MATLAB: If i have an article, how can i count the number of characters(space included), and alphabets it uses? Thank you

wordcount

Pls help me, im really new at this. Idk anything

Best Answer

Counting alphabetics is a much trickier task than it appears. There are (human) languages for which characters such as ü are not considered alphabetic, and there are other human languages for which they are considered alphabetic, and there are yet other human languages which use some characters like that but consider them to be pairs of alphabetic characters such as ue. Furthermore there are human languages where pairs of characters might be written separately for storage purposes, but are technically considered to be single characters. For example if you see ao in a Swedish text, then that is considered to be a representation of the single alphabetic character å
You also have the problem that there are multiple valid representation for some characters in Unicode. For example ü is U+00FC, but it is also u with the COMBINING DIAERESIS (U+0308).
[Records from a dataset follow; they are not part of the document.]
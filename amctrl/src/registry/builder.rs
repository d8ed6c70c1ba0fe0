use amcore::repo::RepoBackend;
use amrepo::GitBackend;
use clap::Parser;

use crate::policy::SwitchPolicy;
use super::Registry;

#[derive(Clone, Debug, Default, Parser)]
pub struct Builder {
    #[clap(
        long,
        value_name = "AM_SWITCH_POLICY",
        env = "AM_SWITCH_POLICY",
        value_enum,
        default_value_t = SwitchPolicy::AutoClear,
    )]
    pub am_switch_policy: SwitchPolicy,
}

impl Builder {
    pub fn new() -> Self {
        Self::default()
    }

    pub fn am_switch_policy(mut self, value: SwitchPolicy) -> Self {
        self.am_switch_policy = value;
        self
    }

    pub fn build_with(self, backend: impl RepoBackend + 'static) -> Registry {
        Registry::new(backend, self.am_switch_policy)
    }

    /// A registry over working trees opened with libgit2.
    pub fn build(self) -> Registry {
        self.build_with(GitBackend::new())
    }
}
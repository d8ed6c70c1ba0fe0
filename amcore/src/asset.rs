use serde::{Deserialize, Serialize};

#[derive(Clone, Copy, Debug, PartialEq, Eq, Hash, Deserialize, Serialize)]
#[serde(rename_all = "lowercase")]
pub enum AssetKind {
    Asset,
    Resource,
}

/// A typed reference to content inside a workspace, written as
/// `assets/<path>` or `resources/<path>`.
#[derive(Clone, Debug, PartialEq, Eq, Hash, Deserialize, Serialize)]
#[serde(try_from = "String", into = "String")]
pub struct AssetRef {
    kind: AssetKind,
    path: String,
}

mod impls;
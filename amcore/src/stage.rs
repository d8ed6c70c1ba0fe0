use serde::{Deserialize, Serialize};
use std::collections::HashSet;

use crate::asset::AssetRef;

/// Insertion-ordered set of staged references.
#[derive(Debug, Default)]
pub struct Stage {
    items: Vec<AssetRef>,
    index: HashSet<AssetRef>,
}

/// Serialized form of a stage, as `{ "items": [...] }`.
#[derive(Clone, Debug, Default, PartialEq, Deserialize, Serialize)]
pub struct StageListing {
    pub items: Vec<AssetRef>,
}

impl Stage {
    pub fn new() -> Self {
        Self::default()
    }

    /// Returns false if the reference was already staged.
    pub fn insert(&mut self, asset: AssetRef) -> bool {
        if self.index.contains(&asset) {
            return false;
        }
        self.index.insert(asset.clone());
        self.items.push(asset);
        true
    }

    /// Returns false if the reference was not staged.
    pub fn remove(&mut self, asset: &AssetRef) -> bool {
        if !self.index.remove(asset) {
            return false;
        }
        self.items.retain(|item| item != asset);
        true
    }

    pub fn contains(&self, asset: &AssetRef) -> bool {
        self.index.contains(asset)
    }

    pub fn clear(&mut self) {
        self.items.clear();
        self.index.clear();
    }

    pub fn len(&self) -> usize {
        self.items.len()
    }

    pub fn is_empty(&self) -> bool {
        self.items.is_empty()
    }

    pub fn items(&self) -> &[AssetRef] {
        &self.items
    }
}

impl From<Vec<AssetRef>> for StageListing {
    fn from(items: Vec<AssetRef>) -> Self {
        Self { items }
    }
}

#[cfg(test)]
mod tests {
    use super::*;

    fn asset(value: &str) -> AssetRef {
        value.parse().unwrap()
    }

    #[test]
    fn ordered_without_duplicates() {
        let mut stage = Stage::new();
        assert!(stage.insert(asset("assets/b")));
        assert!(stage.insert(asset("assets/a")));
        assert!(stage.insert(asset("resources/c")));
        assert!(!stage.insert(asset("/assets/a")));
        assert_eq!(stage.items(), &[
            asset("assets/b"),
            asset("assets/a"),
            asset("resources/c"),
        ]);
    }

    #[test]
    fn remove_and_clear() {
        let mut stage = Stage::new();
        stage.insert(asset("assets/a"));
        stage.insert(asset("assets/b"));
        assert!(!stage.remove(&asset("assets/missing")));
        assert!(stage.remove(&asset("assets/a")));
        assert!(!stage.contains(&asset("assets/a")));
        assert_eq!(stage.items(), &[asset("assets/b")]);
        // can be re-added after removal, now at the end
        stage.insert(asset("assets/a"));
        assert_eq!(stage.items(), &[asset("assets/b"), asset("assets/a")]);
        stage.clear();
        assert!(stage.is_empty());
        assert_eq!(stage.len(), 0);
    }

    #[test]
    fn listing() -> anyhow::Result<()> {
        let listing = StageListing::from(vec![asset("/assets/foo.png")]);
        assert_eq!(
            serde_json::to_string(&listing)?,
            r#"{"items":["assets/foo.png"]}"#,
        );
        Ok(())
    }
}
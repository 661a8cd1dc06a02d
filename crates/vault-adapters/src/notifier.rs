// SPDX-License-Identifier: BUSL-1.1
// Copyright (c) 2026 Alfred Jean LLC

//! Structured log-event fan-out. The `/ws/logs` endpoint and any other
//! in-process subscriber attach here rather than tailing a file; the
//! appliance is air-gapped, so there is no desktop or push notification
//! surface, only this internal broadcast.

use chrono::{DateTime, Utc};
use serde::{Deserialize, Serialize};
use tokio::sync::broadcast;

const CHANNEL_CAPACITY: usize = 1024;

#[derive(Debug, Clone, Copy, PartialEq, Eq, Serialize, Deserialize)]
#[serde(rename_all = "lowercase")]
pub enum LogLevel {
    Info,
    Warn,
    Error,
}

#[derive(Debug, Clone, Serialize, Deserialize)]
pub struct LogEvent {
    pub at: DateTime<Utc>,
    pub level: LogLevel,
    pub source: String,
    pub message: String,
}

/// In-process broadcaster for the operator log stream. A slow or absent
/// subscriber never blocks emission; `broadcast` drops the oldest
/// buffered entries for a lagging receiver instead.
#[derive(Debug, Clone)]
pub struct Notifier {
    tx: broadcast::Sender<LogEvent>,
}

impl Notifier {
    pub fn new() -> Self {
        let (tx, _rx) = broadcast::channel(CHANNEL_CAPACITY);
        Self { tx }
    }

    pub fn subscribe(&self) -> broadcast::Receiver<LogEvent> {
        self.tx.subscribe()
    }

    /// Emits an event. Returns the number of active subscribers, which
    /// is informational only; zero subscribers is not an error.
    pub fn emit(&self, level: LogLevel, source: impl Into<String>, message: impl Into<String>) -> usize {
        let event = LogEvent {
            at: Utc::now(),
            level,
            source: source.into(),
            message: message.into(),
        };
        self.tx.send(event).unwrap_or(0)
    }
}

impl Default for Notifier {
    fn default() -> Self {
        Self::new()
    }
}

#[cfg(test)]
#[path = "notifier_tests.rs"]
mod tests;
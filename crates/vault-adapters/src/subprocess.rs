// SPDX-License-Identifier: BUSL-1.1
// Copyright (c) 2026 Alfred Jean LLC

//! Subprocess execution helpers shared by every collaborator that shells
//! out to a local tool rather than talking to it over a socket.

use std::process::Output;
use std::time::Duration;
use tokio::process::Command;

/// Default timeout for a GPU topology probe (`nvidia-smi`-equivalent).
pub const GPU_PROBE_TIMEOUT: Duration = Duration::from_secs(10);

/// Default timeout for the portable "is this service running" check used
/// by the service manager on platforms without a socket-based probe.
pub const SERVICE_PROBE_TIMEOUT: Duration = Duration::from_secs(5);

/// Default timeout for signature-bundle install helper commands (e.g.
/// verifying an archive member's magic bytes via an external tool).
pub const SIGNATURE_TOOL_TIMEOUT: Duration = Duration::from_secs(30);

/// Run a subprocess command with a timeout.
///
/// Wraps `Command::output()` with `tokio::time::timeout`, converting
/// timeout expiration into a descriptive error message. The child process
/// is killed automatically if the timeout elapses (via the tokio `Child`
/// drop implementation).
pub async fn run_with_timeout(
    mut cmd: Command,
    timeout: Duration,
    description: &str,
) -> Result<Output, String> {
    match tokio::time::timeout(timeout, cmd.output()).await {
        Ok(Ok(output)) => Ok(output),
        Ok(Err(io_err)) => Err(format!("{} failed: {}", description, io_err)),
        Err(_elapsed) => Err(format!(
            "{} timed out after {}s",
            description,
            timeout.as_secs()
        )),
    }
}

#[cfg(test)]
#[path = "subprocess_tests.rs"]
mod tests;
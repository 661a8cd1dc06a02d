// SPDX-License-Identifier: BUSL-1.1
// Copyright (c) 2026 Alfred Jean LLC

//! The [`StatusSink`](crate::runner::StatusSink) implementation that
//! projects worker progress onto the `training_jobs`/`eval_jobs` tables.
//!
//! `JobRunner` is job-kind agnostic; it only knows a `job_id: &str`. This
//! sink recovers the kind from that string, which callers are expected to
//! format with [`vault_core::ids::WorkloadId`]'s `Display` impl
//! (`"training:<id>"` / `"eval:<id>"`), and routes to the matching repo.

use std::path::PathBuf;
use std::sync::Arc;

use async_trait::async_trait;
use chrono::{DateTime, Utc};
use sqlx::SqlitePool;
use vault_adapters::gpu_probe::NvidiaSmiProbe;
use vault_core::adapter::Adapter;
use vault_core::ids::{AdapterId, EvalJobId, TrainingJobId, WorkloadId};
use vault_core::job::{EvalJobStatus, TrainingJobStatus};
use vault_storage::repo::{adapters, eval_jobs, training_jobs};

use crate::gpu::GpuScheduler;
use crate::runner::StatusSink;
use crate::status_file::WorkerStatus;

enum Workload {
    Training(TrainingJobId),
    Eval(EvalJobId),
}

fn parse(job_id: &str) -> Option<Workload> {
    if let Some(rest) = job_id.strip_prefix("training:") {
        return Some(Workload::Training(TrainingJobId::new(rest)));
    }
    if let Some(rest) = job_id.strip_prefix("eval:") {
        return Some(Workload::Eval(EvalJobId::new(rest)));
    }
    None
}

pub struct WorkloadStatusSink {
    pool: SqlitePool,
    gpu: Arc<GpuScheduler<NvidiaSmiProbe>>,
}

impl WorkloadStatusSink {
    pub fn new(pool: SqlitePool, gpu: Arc<GpuScheduler<NvidiaSmiProbe>>) -> Self {
        Self { pool, gpu }
    }

    async fn transition_training(&self, id: &TrainingJobId, next: TrainingJobStatus, now: DateTime<Utc>) {
        let Ok(Some(mut job)) = training_jobs::get(&self.pool, id).await else {
            return;
        };
        if job.transition(next, now).is_ok() {
            let _ = training_jobs::update(&self.pool, &job).await;
        }
    }

    async fn transition_eval(&self, id: &EvalJobId, next: EvalJobStatus, now: DateTime<Utc>) {
        let Ok(Some(mut job)) = eval_jobs::get(&self.pool, id).await else {
            return;
        };
        if job.transition(next, now).is_ok() {
            let _ = eval_jobs::update(&self.pool, &job).await;
        }
    }
}

#[async_trait]
impl StatusSink for WorkloadStatusSink {
    async fn mark_running(&self, job_id: &str, started_at: DateTime<Utc>, gpu_index: Option<u32>) {
        match parse(job_id) {
            Some(Workload::Training(id)) => {
                if let Ok(Some(mut job)) = training_jobs::get(&self.pool, &id).await {
                    if job.transition(TrainingJobStatus::Running, started_at).is_ok() {
                        job.resource_blob = serde_json::json!({ "gpu_index": gpu_index });
                        let _ = training_jobs::update(&self.pool, &job).await;
                    }
                }
            }
            Some(Workload::Eval(id)) => {
                self.transition_eval(&id, EvalJobStatus::Running, started_at).await;
            }
            None => {}
        }
    }

    async fn apply_progress(&self, job_id: &str, status: &WorkerStatus) {
        match parse(job_id) {
            Some(Workload::Training(id)) => {
                if let Ok(Some(mut job)) = training_jobs::get(&self.pool, &id).await {
                    job.set_progress(status.progress_pct());
                    job.metrics_blob = serde_json::json!({
                        "loss": status.loss,
                        "lr": status.lr,
                        "loss_history": status.recent_loss_history(),
                        "tokens_processed": status.tokens_processed,
                    });
                    let _ = training_jobs::update(&self.pool, &job).await;
                }
            }
            Some(Workload::Eval(id)) => {
                if let Ok(Some(mut job)) = eval_jobs::get(&self.pool, &id).await {
                    job.record_progress(status.step.unwrap_or(job.examples_completed));
                    let _ = eval_jobs::update(&self.pool, &job).await;
                }
            }
            None => {}
        }
    }

    async fn mark_completed(&self, job_id: &str, status: &WorkerStatus) {
        let now = Utc::now();
        match parse(job_id) {
            Some(Workload::Training(id)) => {
                self.gpu.release(&WorkloadId::Training(id.clone()));
                if let Ok(Some(mut job)) = training_jobs::get(&self.pool, &id).await {
                    job.set_progress(100.0);
                    if job.transition(TrainingJobStatus::Completed, now).is_ok() {
                        let _ = training_jobs::update(&self.pool, &job).await;
                    }
                }
            }
            Some(Workload::Eval(id)) => {
                self.gpu.release(&WorkloadId::Eval(id.clone()));
                if let Ok(Some(mut job)) = eval_jobs::get(&self.pool, &id).await {
                    job.results_blob = status.results.clone();
                    job.record_progress(job.total_examples);
                    if job.transition(EvalJobStatus::Completed, now).is_ok() {
                        let _ = eval_jobs::update(&self.pool, &job).await;
                    }
                }
            }
            None => {}
        }
    }

    async fn mark_paused(&self, job_id: &str) {
        if let Some(Workload::Training(id)) = parse(job_id) {
            self.gpu.release(&WorkloadId::Training(id.clone()));
            self.transition_training(&id, TrainingJobStatus::Paused, Utc::now()).await;
        }
    }

    async fn mark_cancelled(&self, job_id: &str) {
        let now = Utc::now();
        match parse(job_id) {
            Some(Workload::Training(id)) => {
                self.gpu.release(&WorkloadId::Training(id.clone()));
                self.transition_training(&id, TrainingJobStatus::Cancelled, now).await;
            }
            Some(Workload::Eval(id)) => {
                self.gpu.release(&WorkloadId::Eval(id.clone()));
                self.transition_eval(&id, EvalJobStatus::Cancelled, now).await;
            }
            None => {}
        }
    }

    async fn mark_failed(&self, job_id: &str, error: String) {
        let now = Utc::now();
        match parse(job_id) {
            Some(Workload::Training(id)) => {
                self.gpu.release(&WorkloadId::Training(id.clone()));
                if let Ok(Some(mut job)) = training_jobs::get(&self.pool, &id).await {
                    job.set_error(error);
                    if job.transition(TrainingJobStatus::Failed, now).is_ok() {
                        let _ = training_jobs::update(&self.pool, &job).await;
                    }
                }
            }
            Some(Workload::Eval(id)) => {
                self.gpu.release(&WorkloadId::Eval(id.clone()));
                self.transition_eval(&id, EvalJobStatus::Failed, now).await;
            }
            None => {}
        }
    }

    async fn register_adapter(&self, job_id: &str, worker_adapter_id: &str, output_dir: &PathBuf) {
        let Some(Workload::Training(id)) = parse(job_id) else {
            return;
        };
        let Ok(Some(mut job)) = training_jobs::get(&self.pool, &id).await else {
            return;
        };
        let adapter = Adapter::new(
            AdapterId::new(worker_adapter_id),
            &job.name,
            &job.model,
            job.adapter_type,
            output_dir.to_string_lossy().to_string(),
            0,
            Utc::now(),
        );
        if adapters::insert(&self.pool, &adapter).await.is_ok() {
            job.adapter_id = Some(adapter.id);
            let _ = training_jobs::update(&self.pool, &job).await;
        }
    }
}

#[cfg(test)]
#[path = "sink_tests.rs"]
mod tests;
There are some characters that involve combining more than two characters; and then there are the "stroke" representations for some writing systems, in which the stroke order can vary.
Because of these crazy differences, you cannot count alphabetic characters properly until you know which language you are dealing with, and you know all the applicable single-to-multi and multi-to-single rules for the language, and you have to translate the input into a canonical representation and then examine the characters with a table of what that language considers to be alphabetic.
Automatically determining which language is being used based upon which characters appear is difficult...
Ah, and the above assumes that the characters have been represented in Unicode (perhaps UTF encoded.) That is not necessarily the case: the characters might be in one of the various Code Pages, and it might not be obvious which Code Page is in use. I once spent a bunch of time on some code that tried to figure out which Code Page was in use by assuming that the characters represented text (and standard controls like newline), and looking carefully at which bytes occurred: if a byte is unassigned in a particular code page then the presence of that byte could rule out that code page as being a possibility. But it turned out I never had a use for that code.
... and then you get to deal with the problem that human languages often allow other languages to be quoted. I mentioned earlier that ao in Swedish text is a representation of the å character. That is true, but it might happen that the text quotes the English words "intraocular" or "aorta" or "chaos", or the Italian "ciao", or the particle physics term "kaon", and within the quoted words, the pair must be counted as two letters, not one.